Figure 4.

Proposed synergistic role between estrogen and exercise in modulating intracellular signaling and gene expression in endothelial cells. Estrogen and exercise share common intracellular signaling pathways to mediate NO release, and thus, estrogen may enhance exercise-induced increases in shear stress-associated signal transduction to increase NO production and vasodilation. Estrogen receptors (ER) found on the cell membrane and cytoplasm, particularly ERα, are involved with the transduction of the nongenomic effects of estrogen through second messengers such as nitric oxide (NO), receptor tyrosine kinases (RTKs), integrins, G-protein–coupled receptors (GPCRs), as well as protein kinases including phosphatidylInosiol-3-kinase (PI3K), serine-threonine kinase Akt, mitogen-activated protein kinase (MAPK), and protein kinases (PKA and PKC).

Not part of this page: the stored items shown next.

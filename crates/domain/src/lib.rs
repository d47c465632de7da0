//! Domain layer for purchase transaction tracking.
//!
//! This crate provides:
//! - Typed identifiers and the `Price` value object
//! - `LineItem` and its validating builder
//! - The `PurchaseTransaction` aggregate root and the `Store` reference entity
//! - The repository and unit-of-work contracts storage adapters implement
//! - `PurchaseTransactionService`, which runs commands inside a unit of work

pub mod error;
pub mod purchase;
pub mod repository;
pub mod store;

pub use error::{DomainError, ValidationError};
pub use purchase::{
    CreatePurchaseTransaction, CreateStore, LineItem, LineItemBuilder, LineItemId, Price,
    PurchaseTransaction, PurchaseTransactionId, PurchaseTransactionService,
    PurchaseTransactionStripped, SetPurchaseTransactionDate, SetPurchaseTransactionLineItem,
    SetPurchaseTransactionStore, StoreId,
};
pub use repository::{
    PurchaseTransactionRepository, PurchaseTransactionRepositoryExt, TransactionScope, UnitOfWork,
};
pub use store::Store;
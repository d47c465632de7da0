//! HTTP route handlers.

pub mod health;
pub mod metrics;
pub mod purchase_transactions;
pub mod stores;

use std::str::FromStr;

use domain::{PurchaseTransactionService, UnitOfWork};

use crate::error::ApiError;

/// Shared application state accessible from all handlers.
pub struct AppState<U: UnitOfWork> {
    pub service: PurchaseTransactionService<U>,
}

/// Parses a typed id from a path segment or request field.
pub(crate) fn parse_id<T: FromStr>(field: &str, raw: &str) -> Result<T, ApiError>
where
    T::Err: std::fmt::Display,
{
    raw.parse()
        .map_err(|e| ApiError::BadRequest(format!("Invalid {field}: {e}")))
}
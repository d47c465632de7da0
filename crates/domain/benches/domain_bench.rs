use criterion::{BatchSize, Criterion, criterion_group, criterion_main};
use domain::{LineItem, LineItemBuilder, LineItemId, Price, PurchaseTransaction};

fn price(cents: i64) -> Price {
    Price::from_cents(cents).unwrap()
}

fn populated(count: i64) -> (PurchaseTransaction, Vec<LineItem>) {
    let mut transaction = PurchaseTransaction::create();
    let mut items = Vec::with_capacity(count as usize);
    for cents in 0..count {
        let item = LineItemBuilder::line_item(price(cents * 100)).build().unwrap();
        transaction.change_line_item(item.clone());
        items.push(item);
    }
    (transaction, items)
}

fn bench_build_line_item(c: &mut Criterion) {
    c.bench_function("domain/build_line_item", |b| {
        b.iter(|| LineItemBuilder::line_item(price(999)).build().unwrap());
    });
}

fn bench_append_line_items(c: &mut Criterion) {
    c.bench_function("domain/append_50_line_items", |b| {
        b.iter(|| populated(50));
    });
}

fn bench_replace_line_item(c: &mut Criterion) {
    let (transaction, items) = populated(100);
    let last = items.last().unwrap().clone();

    c.bench_function("domain/replace_last_of_100", |b| {
        b.iter_batched(
            || transaction.clone(),
            |mut transaction| {
                transaction.change_line_item(last.clone().with_price(price(1)));
                transaction
            },
            BatchSize::SmallInput,
        );
    });
}

fn bench_rehydrate(c: &mut Criterion) {
    let (transaction, items) = populated(100);

    c.bench_function("domain/rehydrate_100_line_items", |b| {
        b.iter_batched(
            || items.clone(),
            |items| {
                PurchaseTransaction::rehydrate(
                    transaction.id(),
                    transaction.purchase_date(),
                    transaction.store_id(),
                    items,
                )
                .unwrap()
            },
            BatchSize::SmallInput,
        );
    });
}

fn bench_lookup(c: &mut Criterion) {
    let (transaction, _) = populated(100);
    let missing = LineItemId::new();

    c.bench_function("domain/lookup_missing_of_100", |b| {
        b.iter(|| transaction.line_item(missing).is_none());
    });
}

criterion_group!(
    benches,
    bench_build_line_item,
    bench_append_line_items,
    bench_replace_line_item,
    bench_rehydrate,
    bench_lookup,
);
criterion_main!(benches);
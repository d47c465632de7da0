//! API server entry point.

use api::config::Config;
use domain::UnitOfWork;
use metrics_exporter_prometheus::{BuildError, PrometheusHandle};
use persistence::{InMemoryUnitOfWork, PostgresUnitOfWork, StorageError};
use tokio::signal;
use tracing_subscriber::EnvFilter;
use tracing_subscriber::layer::SubscriberExt;
use tracing_subscriber::util::SubscriberInitExt;

/// Failures that stop the server from starting or keep it from running.
#[derive(Debug, thiserror::Error)]
enum StartupError {
    #[error("failed to install Prometheus recorder: {0}")]
    Metrics(#[from] BuildError),

    #[error("storage setup failed: {0}")]
    Storage(#[from] StorageError),

    #[error("server I/O error: {0}")]
    Io(#[from] std::io::Error),
}

/// Waits for a shutdown signal (SIGINT or SIGTERM).
async fn shutdown_signal() {
    let ctrl_c = async {
        if let Err(err) = signal::ctrl_c().await {
            tracing::error!(error = %err, "failed to listen for SIGINT");
            std::future::pending::<()>().await;
        }
    };

    #[cfg(unix)]
    let terminate = async {
        match signal::unix::signal(signal::unix::SignalKind::terminate()) {
            Ok(mut sigterm) => {
                sigterm.recv().await;
            }
            Err(err) => {
                tracing::error!(error = %err, "failed to install SIGTERM handler");
                std::future::pending::<()>().await;
            }
        }
    };

    #[cfg(not(unix))]
    let terminate = std::future::pending::<()>();

    tokio::select! {
        () = ctrl_c => {
            tracing::info!("received SIGINT, starting graceful shutdown");
        }
        () = terminate => {
            tracing::info!("received SIGTERM, starting graceful shutdown");
        }
    }
}

async fn serve<U: UnitOfWork + 'static>(
    unit_of_work: U,
    metrics_handle: PrometheusHandle,
    config: &Config,
) -> Result<(), StartupError> {
    let state = api::create_default_state(unit_of_work);
    let app = api::create_app(state, metrics_handle);

    let addr = config.addr();
    tracing::info!(%addr, "starting API server");

    let listener = tokio::net::TcpListener::bind(&addr).await?;
    axum::serve(listener, app)
        .with_graceful_shutdown(shutdown_signal())
        .await?;

    tracing::info!("server shut down gracefully");
    Ok(())
}

#[tokio::main]
async fn main() -> Result<(), StartupError> {
    let config = Config::from_env();

    // 1. Initialize tracing
    tracing_subscriber::registry()
        .with(
            EnvFilter::try_from_default_env()
                .unwrap_or_else(|_| EnvFilter::new(&config.log_level)),
        )
        .with(tracing_subscriber::fmt::layer())
        .init();

    // 2. Install Prometheus metrics recorder
    let metrics_handle = metrics_exporter_prometheus::PrometheusBuilder::new().install_recorder()?;

    // 3. Pick the storage backend and serve
    match config.database_url.as_deref() {
        Some(url) => {
            tracing::info!(
                max_connections = config.database_max_connections,
                timeout_ms = config.database_timeout.as_millis() as u64,
                "using PostgreSQL storage"
            );
            let unit_of_work = PostgresUnitOfWork::connect(
                url,
                config.database_max_connections,
                config.database_timeout,
            )
            .await?;
            unit_of_work.run_migrations().await?;
            serve(unit_of_work, metrics_handle, &config).await
        }
        None => {
            tracing::warn!("DATABASE_URL not set, data is kept in memory only");
            serve(InMemoryUnitOfWork::new(), metrics_handle, &config).await
        }
    }
}
//! API error types with HTTP response mapping.

use axum::http::StatusCode;
use axum::response::{IntoResponse, Response};
use domain::{DomainError, ValidationError};

/// API-level error type that maps to HTTP responses.
#[derive(Debug)]
pub enum ApiError {
    /// Bad request from the client, caught before reaching the service.
    BadRequest(String),
    /// Error returned by the purchase transaction service.
    Domain(DomainError),
}

impl IntoResponse for ApiError {
    fn into_response(self) -> Response {
        let (status, message) = match self {
            ApiError::BadRequest(msg) => (StatusCode::BAD_REQUEST, msg),
            ApiError::Domain(err) => domain_error_to_response(err),
        };

        metrics::counter!("api_errors", "status" => status.as_u16().to_string()).increment(1);

        let body = serde_json::json!({ "error": message });
        (status, axum::Json(body)).into_response()
    }
}

fn domain_error_to_response(err: DomainError) -> (StatusCode, String) {
    match &err {
        DomainError::Validation(_) => (StatusCode::BAD_REQUEST, err.to_string()),
        DomainError::NotFound { .. } => (StatusCode::NOT_FOUND, err.to_string()),
        DomainError::AlreadyExists { .. } => (StatusCode::CONFLICT, err.to_string()),
        DomainError::Persistence(_) => {
            tracing::error!(error = %err, "persistence failure");
            (
                StatusCode::INTERNAL_SERVER_ERROR,
                "Internal server error".to_string(),
            )
        }
    }
}

impl From<DomainError> for ApiError {
    fn from(err: DomainError) -> Self {
        ApiError::Domain(err)
    }
}

impl From<ValidationError> for ApiError {
    fn from(err: ValidationError) -> Self {
        ApiError::Domain(err.into())
    }
}
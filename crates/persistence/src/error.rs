use std::time::Duration;

use domain::DomainError;
use thiserror::Error;

/// Errors raised by the storage adapters before they reach the domain.
#[derive(Debug, Error)]
pub enum StorageError {
    /// A database error occurred.
    #[error("Database error: {0}")]
    Database(#[from] sqlx::Error),

    /// A database migration error occurred.
    #[error("Migration error: {0}")]
    Migration(#[from] sqlx::migrate::MigrateError),

    /// Opening a transaction took longer than allowed.
    #[error("Timed out after {0:?} waiting for the database")]
    Timeout(Duration),
}

impl From<StorageError> for DomainError {
    fn from(err: StorageError) -> Self {
        DomainError::persistence(err)
    }
}

/// Maps a raw sqlx error into a domain persistence error.
pub(crate) fn database(err: sqlx::Error) -> DomainError {
    StorageError::Database(err).into()
}

/// Builds an `AlreadyExists` error and records it as a storage conflict.
pub(crate) fn conflict(entity: &'static str, id: impl ToString) -> DomainError {
    metrics::counter!("storage_conflicts", "entity" => entity).increment(1);
    DomainError::already_exists(entity, id)
}
use crate::models::{AddProgressRequest, RawGoalInput, SetProgressRequest};
use crate::service::{GoalError, GoalService};
use axum::{
    Extension, Json, Router,
    extract::{Path, State},
    http::StatusCode,
    response::{IntoResponse, Response},
    routing::{get, post},
};
use chrono::NaiveDate;
use common::AppState;
use common::auth::CurrentUser;
use serde_json::json;
use std::sync::Arc;

impl IntoResponse for GoalError {
    fn into_response(self) -> Response {
        let (status, msg) = match self {
            GoalError::Validation(errors) => return errors.into_response(),
            GoalError::NotFound => (StatusCode::NOT_FOUND, "Goal not found".to_string()),
            GoalError::InvalidTransition(e) => (StatusCode::CONFLICT, e.to_string()),
            GoalError::Infrastructure(e) => {
                tracing::error!("Goal infrastructure error: {}", e);
                (
                    StatusCode::INTERNAL_SERVER_ERROR,
                    "Internal server error".to_string(),
                )
            }
        };

        (status, Json(json!({ "error": msg }))).into_response()
    }
}

pub fn goals_router(state: Arc<AppState>) -> Router<Arc<AppState>> {
    Router::new()
        .route("/", get(list_goals).post(create_goal))
        .route("/stats", get(goal_stats))
        .route(
            "/{id}",
            get(get_goal).put(update_goal).delete(delete_goal),
        )
        .route("/{id}/progress", post(add_progress).put(set_progress))
        .route("/{id}/complete", post(mark_complete))
        .route("/{id}/pause", post(pause_goal))
        .route("/{id}/resume", post(resume_goal))
        .with_state(state)
}

fn today() -> NaiveDate {
    chrono::Local::now().date_naive()
}

async fn list_goals(
    State(state): State<Arc<AppState>>,
    Extension(user): Extension<CurrentUser>,
) -> Result<impl IntoResponse, GoalError> {
    let list = GoalService::goal_list(&state.db, user.id, today()).await?;
    Ok(Json(list))
}

async fn goal_stats(
    State(state): State<Arc<AppState>>,
    Extension(user): Extension<CurrentUser>,
) -> Result<impl IntoResponse, GoalError> {
    let stats = GoalService::stats(&state.db, user.id, today()).await?;
    Ok(Json(stats))
}

async fn create_goal(
    State(state): State<Arc<AppState>>,
    Extension(user): Extension<CurrentUser>,
    Json(payload): Json<RawGoalInput>,
) -> Result<impl IntoResponse, GoalError> {
    let today = today();
    let goal = GoalService::create_goal(&state.db, user.id, payload, today).await?;

    Ok((StatusCode::CREATED, Json(goal.view(today))))
}

async fn get_goal(
    State(state): State<Arc<AppState>>,
    Extension(user): Extension<CurrentUser>,
    Path(id): Path<i64>,
) -> Result<impl IntoResponse, GoalError> {
    let goal = GoalService::get_goal(&state.db, user.id, id).await?;
    Ok(Json(goal.view(today())))
}

async fn update_goal(
    State(state): State<Arc<AppState>>,
    Extension(user): Extension<CurrentUser>,
    Path(id): Path<i64>,
    Json(payload): Json<RawGoalInput>,
) -> Result<impl IntoResponse, GoalError> {
    let today = today();
    let goal = GoalService::update_goal(&state.db, user.id, id, payload, today).await?;
    Ok(Json(goal.view(today)))
}

async fn delete_goal(
    State(state): State<Arc<AppState>>,
    Extension(user): Extension<CurrentUser>,
    Path(id): Path<i64>,
) -> Result<impl IntoResponse, GoalError> {
    GoalService::delete_goal(&state.db, user.id, id).await?;
    Ok(StatusCode::NO_CONTENT)
}

async fn add_progress(
    State(state): State<Arc<AppState>>,
    Extension(user): Extension<CurrentUser>,
    Path(id): Path<i64>,
    Json(payload): Json<AddProgressRequest>,
) -> Result<impl IntoResponse, GoalError> {
    let amount = payload.validate().map_err(GoalError::Validation)?;
    let outcome = GoalService::add_progress(&state.db, user.id, id, amount, today()).await?;
    Ok(Json(outcome))
}

async fn set_progress(
    State(state): State<Arc<AppState>>,
    Extension(user): Extension<CurrentUser>,
    Path(id): Path<i64>,
    Json(payload): Json<SetProgressRequest>,
) -> Result<impl IntoResponse, GoalError> {
    let amount = payload.validate().map_err(GoalError::Validation)?;
    let outcome = GoalService::set_progress(&state.db, user.id, id, amount, today()).await?;
    Ok(Json(outcome))
}

async fn mark_complete(
    State(state): State<Arc<AppState>>,
    Extension(user): Extension<CurrentUser>,
    Path(id): Path<i64>,
) -> Result<impl IntoResponse, GoalError> {
    let outcome = GoalService::mark_complete(&state.db, user.id, id, today()).await?;
    Ok(Json(outcome))
}

async fn pause_goal(
    State(state): State<Arc<AppState>>,
    Extension(user): Extension<CurrentUser>,
    Path(id): Path<i64>,
) -> Result<impl IntoResponse, GoalError> {
    let goal = GoalService::pause_goal(&state.db, user.id, id).await?;
    Ok(Json(goal.view(today())))
}

async fn resume_goal(
    State(state): State<Arc<AppState>>,
    Extension(user): Extension<CurrentUser>,
    Path(id): Path<i64>,
) -> Result<impl IntoResponse, GoalError> {
    let goal = GoalService::resume_goal(&state.db, user.id, id).await?;
    Ok(Json(goal.view(today())))
}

Similarly, exercise increases blood flow and shear stress along the surface of endothelial cells, stimulating mechanosensors including GPCRs, integrins, cavoeloae and RTKs and activating protein kinases to phosphorylate and activate eNOS and release NO. Both estrogen and exercise also increase transcriptional regulation of the eNOS gene in the nucleus. Prolonged estrogen deficiency decreases ERα expression due to aging and oxidative stress, resulting in impaired ERα/eNOS signaling, and thus, we postulate that the lack of exercise benefit in estrogen-deficient women may be related to reduced ERα and eNOS activation.